Stored dataset items
● ● ● ● ● ● ●
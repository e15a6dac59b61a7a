//! Core types for media-fetch

use chrono::{DateTime, Utc};
use serde::{Deserialize, Serialize};
use std::path::PathBuf;
use utoipa::ToSchema;
use uuid::Uuid;

/// Unique identifier for a job and for every artifact it writes
///
/// Artifacts are named `{id}.{ext}` (or `{id}.f{N}.{ext}` for intermediates) so the
/// id doubles as the file-prefix used by cleanup and orphan scans.
#[derive(
    Clone, Copy, Debug, PartialEq, Eq, PartialOrd, Ord, Hash, Serialize, Deserialize, ToSchema,
)]
#[serde(transparent)]
#[schema(value_type = String, example = "0b8e2c1a-4f7d-4a0e-9b5c-2d6f1e3a7c90")]
pub struct JobId(pub Uuid);

impl JobId {
    /// Create a fresh random (v4) id
    pub fn new() -> Self {
        Self(Uuid::new_v4())
    }

    /// Get the inner UUID
    pub fn get(&self) -> Uuid {
        self.0
    }
}

impl Default for JobId {
    fn default() -> Self {
        Self::new()
    }
}

impl From<Uuid> for JobId {
    fn from(id: Uuid) -> Self {
        Self(id)
    }
}

impl std::fmt::Display for JobId {
    fn fmt(&self, f: &mut std::fmt::Formatter<'_>) -> std::fmt::Result {
        write!(f, "{}", self.0.hyphenated())
    }
}

impl std::str::FromStr for JobId {
    type Err = uuid::Error;

    fn from_str(s: &str) -> Result<Self, Self::Err> {
        Ok(Self(Uuid::parse_str(s)?))
    }
}

// Stored as hyphenated lowercase text so file prefixes and history keys match
impl sqlx::Type<sqlx::Sqlite> for JobId {
    fn type_info() -> sqlx::sqlite::SqliteTypeInfo {
        <String as sqlx::Type<sqlx::Sqlite>>::type_info()
    }

    fn compatible(ty: &sqlx::sqlite::SqliteTypeInfo) -> bool {
        <String as sqlx::Type<sqlx::Sqlite>>::compatible(ty)
    }
}

impl<'q> sqlx::Encode<'q, sqlx::Sqlite> for JobId {
    fn encode_by_ref(
        &self,
        buf: &mut Vec<sqlx::sqlite::SqliteArgumentValue<'q>>,
    ) -> Result<sqlx::encode::IsNull, Box<dyn std::error::Error + Send + Sync>> {
        sqlx::Encode::<sqlx::Sqlite>::encode_by_ref(&self.to_string(), buf)
    }
}

impl<'r> sqlx::Decode<'r, sqlx::Sqlite> for JobId {
    fn decode(value: sqlx::sqlite::SqliteValueRef<'r>) -> Result<Self, sqlx::error::BoxDynError> {
        let text = <String as sqlx::Decode<sqlx::Sqlite>>::decode(value)?;
        Ok(Self(Uuid::parse_str(&text)?))
    }
}

/// Whether a job fetches one source or a list of sources
#[derive(Clone, Copy, Debug, Default, PartialEq, Eq, Serialize, Deserialize, ToSchema)]
#[serde(rename_all = "lowercase")]
pub enum JobKind {
    /// One source, one artifact
    #[default]
    Single,
    /// Ordered list of sources processed sequentially
    Batch,
}

/// Job status as seen by progress observers
#[derive(Clone, Copy, Debug, Default, PartialEq, Eq, Serialize, Deserialize, ToSchema)]
#[serde(rename_all = "lowercase")]
pub enum JobStatus {
    /// Submitted, no progress written yet
    #[default]
    Waiting,
    /// Work in progress (any non-terminal phase)
    Downloading,
    /// Finished successfully
    Done,
    /// Failed or cancelled
    Error,
}

impl JobStatus {
    /// `Done` and `Error` are terminal: the store refuses further writes
    pub fn is_terminal(&self) -> bool {
        matches!(self, JobStatus::Done | JobStatus::Error)
    }

    /// Lowercase wire name
    pub fn as_str(&self) -> &'static str {
        match self {
            JobStatus::Waiting => "waiting",
            JobStatus::Downloading => "downloading",
            JobStatus::Done => "done",
            JobStatus::Error => "error",
        }
    }
}

/// Named sub-stage of a job's state machine
#[derive(Clone, Copy, Debug, Default, PartialEq, Eq, Hash, Serialize, Deserialize, ToSchema)]
#[serde(rename_all = "snake_case")]
pub enum Phase {
    /// Job accepted, nothing transferred yet
    #[default]
    Starting,
    /// First stream (video, or the only stream)
    DownloadingPrimary,
    /// Second stream (audio)
    DownloadingSecondary,
    /// Sequential image items of a slideshow
    DownloadingImages,
    /// Combining component streams
    Merging,
    /// Audio extraction / format conversion
    Converting,
    /// Packaging slideshow images
    Zipping,
    /// Renaming and final checks
    Finalizing,
    /// Terminal success
    Done,
    /// Terminal failure
    Error,
}

impl Phase {
    /// Wire name used in progress events
    pub fn as_str(&self) -> &'static str {
        match self {
            Phase::Starting => "starting",
            Phase::DownloadingPrimary => "downloading_primary",
            Phase::DownloadingSecondary => "downloading_secondary",
            Phase::DownloadingImages => "downloading_images",
            Phase::Merging => "merging",
            Phase::Converting => "converting",
            Phase::Zipping => "zipping",
            Phase::Finalizing => "finalizing",
            Phase::Done => "done",
            Phase::Error => "error",
        }
    }
}

impl std::fmt::Display for Phase {
    fn fmt(&self, f: &mut std::fmt::Formatter<'_>) -> std::fmt::Result {
        f.write_str(self.as_str())
    }
}

/// The shape of media a job produces; selects the phase bands
#[derive(Clone, Copy, Debug, Default, PartialEq, Eq, Serialize, Deserialize, ToSchema)]
#[serde(rename_all = "snake_case")]
pub enum MediaKind {
    /// Separate video and audio streams merged into one container
    #[default]
    VideoAudio,
    /// Audio extracted and converted
    AudioOnly,
    /// A single muxed stream, no merge step
    SingleStream,
    /// Multiple images packaged into a zip
    Slideshow,
}

/// Progress reported by a transfer backend
///
/// Backends hand these to the pipeline's sink; the sink answers with
/// `ControlFlow::Break(())` once the job has been cancelled.
#[derive(Clone, Debug, PartialEq)]
pub enum ProgressEvent {
    /// Bytes are flowing for one stream
    Downloading {
        /// Total size if the backend knows it (exact or estimated)
        bytes_total: Option<u64>,
        /// Bytes received so far
        bytes_done: u64,
        /// Bytes per second
        speed: Option<f64>,
        /// Seconds remaining
        eta: Option<u64>,
        /// Identity of the stream being fetched (usually its file name)
        stream: Option<String>,
    },
    /// One stream finished
    Finished {
        /// Identity of the stream that finished
        stream: Option<String>,
    },
    /// Sequential item `index` (0-based) of `total` has been attempted
    ItemProgress {
        /// Item index
        index: usize,
        /// Item count
        total: usize,
    },
    /// A sequential item finished
    ItemComplete {
        /// The finished item's result
        result: Box<FetchResult>,
    },
}

/// A request to fetch one source
#[derive(Clone, Debug, Serialize, Deserialize, ToSchema)]
pub struct FetchRequest {
    /// URL or share text containing a URL
    pub url: String,
    /// Output container/format (mp4, mkv, webm, mp3, m4a)
    pub format: String,
    /// Quality label (360p, 480p, 720p, 1080p, best, audio)
    pub quality: String,
    /// Media kind; inferred from quality and metadata when absent
    #[serde(default, skip_serializing_if = "Option::is_none")]
    pub kind: Option<MediaKind>,
    /// Owner label recorded in history
    #[serde(default, skip_serializing_if = "Option::is_none")]
    pub user_id: Option<String>,
}

impl FetchRequest {
    /// Request for a merged video+audio artifact
    pub fn video(url: impl Into<String>, format: impl Into<String>, quality: impl Into<String>) -> Self {
        Self {
            url: url.into(),
            format: format.into(),
            quality: quality.into(),
            kind: None,
            user_id: None,
        }
    }

    /// Request for an extracted audio artifact
    pub fn audio(url: impl Into<String>, format: impl Into<String>) -> Self {
        Self {
            url: url.into(),
            format: format.into(),
            quality: "audio".to_string(),
            kind: Some(MediaKind::AudioOnly),
            user_id: None,
        }
    }
}

/// A request to fetch a list of sources as one batch job
#[derive(Clone, Debug, Serialize, Deserialize, ToSchema)]
pub struct BatchRequest {
    /// Sources, processed in order
    pub urls: Vec<String>,
    /// Output container/format for every item
    pub format: String,
    /// Quality label for every item
    pub quality: String,
    /// Owner label recorded in history
    #[serde(default, skip_serializing_if = "Option::is_none")]
    pub user_id: Option<String>,
}

impl BatchRequest {
    /// The single-item request for `url`
    pub fn item(&self, url: &str) -> FetchRequest {
        FetchRequest {
            url: url.to_string(),
            format: self.format.clone(),
            quality: self.quality.clone(),
            kind: None,
            user_id: self.user_id.clone(),
        }
    }
}

/// Outcome of a successful single-source fetch
#[derive(Clone, Debug, PartialEq, Serialize, Deserialize, ToSchema)]
pub struct FetchResult {
    /// Artifact/history id
    pub download_id: JobId,
    /// Platform-side media id
    pub media_id: Option<String>,
    /// Human title
    pub title: String,
    /// Duration in seconds
    pub duration: Option<f64>,
    /// Final artifact location (after rename)
    #[schema(value_type = String)]
    pub file_path: PathBuf,
    /// Artifact size in bytes
    pub file_size: Option<u64>,
    /// Output format
    pub format: String,
    /// Quality label
    pub quality: String,
}

/// Batch item that failed
#[derive(Clone, Debug, PartialEq, Serialize, Deserialize, ToSchema)]
pub struct FailedItem {
    /// The source that was attempted
    pub source: String,
    /// Human-readable failure
    pub error: String,
}

/// Batch item that finished
#[derive(Clone, Debug, PartialEq, Serialize, Deserialize, ToSchema)]
pub struct CompletedItem {
    /// Artifact/history id of the item
    pub download_id: JobId,
    /// Item title
    pub title: String,
}

/// Persisted record of a finished artifact
///
/// The history table is the source of truth for which artifact files are
/// still wanted: orphan scans never touch a file whose id has a record.
#[derive(Clone, Debug, PartialEq, Serialize, Deserialize, ToSchema)]
pub struct HistoryRecord {
    /// Artifact id (file prefix before rename)
    pub id: JobId,
    /// Owner label, if the caller supplied one
    pub user_id: Option<String>,
    /// Canonical source URL
    pub source_url: String,
    /// Title
    pub title: String,
    /// Platform-side media id
    pub media_id: Option<String>,
    /// Output format
    pub format: String,
    /// Quality label
    pub quality: String,
    /// Final artifact location
    #[schema(value_type = String)]
    pub file_path: PathBuf,
    /// Artifact size in bytes
    pub file_size: Option<u64>,
    /// Duration in seconds
    pub duration: Option<f64>,
    /// When the record was written
    #[schema(value_type = String)]
    pub created_at: DateTime<Utc>,
}

impl HistoryRecord {
    /// Record for a finished fetch
    pub fn from_result(result: &FetchResult, source_url: impl Into<String>, user_id: Option<String>) -> Self {
        Self {
            id: result.download_id,
            user_id,
            source_url: source_url.into(),
            title: result.title.clone(),
            media_id: result.media_id.clone(),
            format: result.format.clone(),
            quality: result.quality.clone(),
            file_path: result.file_path.clone(),
            file_size: result.file_size,
            duration: result.duration,
            created_at: Utc::now(),
        }
    }
}

/// Metadata returned by extraction strategies
#[derive(Clone, Debug, Default, PartialEq, Serialize, Deserialize, ToSchema)]
pub struct MediaMetadata {
    /// Platform-side media id
    #[serde(default)]
    pub media_id: Option<String>,
    /// Title
    #[serde(default)]
    pub title: Option<String>,
    /// Duration in seconds
    #[serde(default)]
    pub duration: Option<f64>,
    /// Thumbnail URL
    #[serde(default)]
    pub thumbnail: Option<String>,
    /// Uploader / author
    #[serde(default)]
    pub uploader: Option<String>,
    /// Image URLs for slideshow posts
    #[serde(default)]
    pub image_urls: Vec<String>,
    /// Available formats
    #[serde(default)]
    pub formats: Vec<FormatInfo>,
}

impl MediaMetadata {
    /// A result with no id, no title and no images counts as "absent"
    pub fn is_empty(&self) -> bool {
        self.media_id.is_none() && self.title.is_none() && self.image_urls.is_empty()
    }

    /// Whether this is a multi-image post
    pub fn is_slideshow(&self) -> bool {
        !self.image_urls.is_empty()
    }
}

/// One downloadable format advertised by the platform
#[derive(Clone, Debug, Default, PartialEq, Serialize, Deserialize, ToSchema)]
pub struct FormatInfo {
    /// Backend format id
    pub format_id: String,
    /// Container extension
    pub ext: Option<String>,
    /// Quality label or height
    pub quality: Option<String>,
    /// Size in bytes, exact or approximate
    pub filesize: Option<u64>,
    /// Whether the format carries audio
    pub has_audio: bool,
}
● ● ● ● ● ● ●
[EXERCISE BRIEF]
Pull each line containing "struct" from the records.

[REPLY]
pub struct JobId(pub Uuid);
pub struct FetchRequest {
pub struct BatchRequest {
pub struct FetchResult {
pub struct FailedItem {
pub struct CompletedItem {
pub struct HistoryRecord {
pub struct MediaMetadata {
pub struct FormatInfo {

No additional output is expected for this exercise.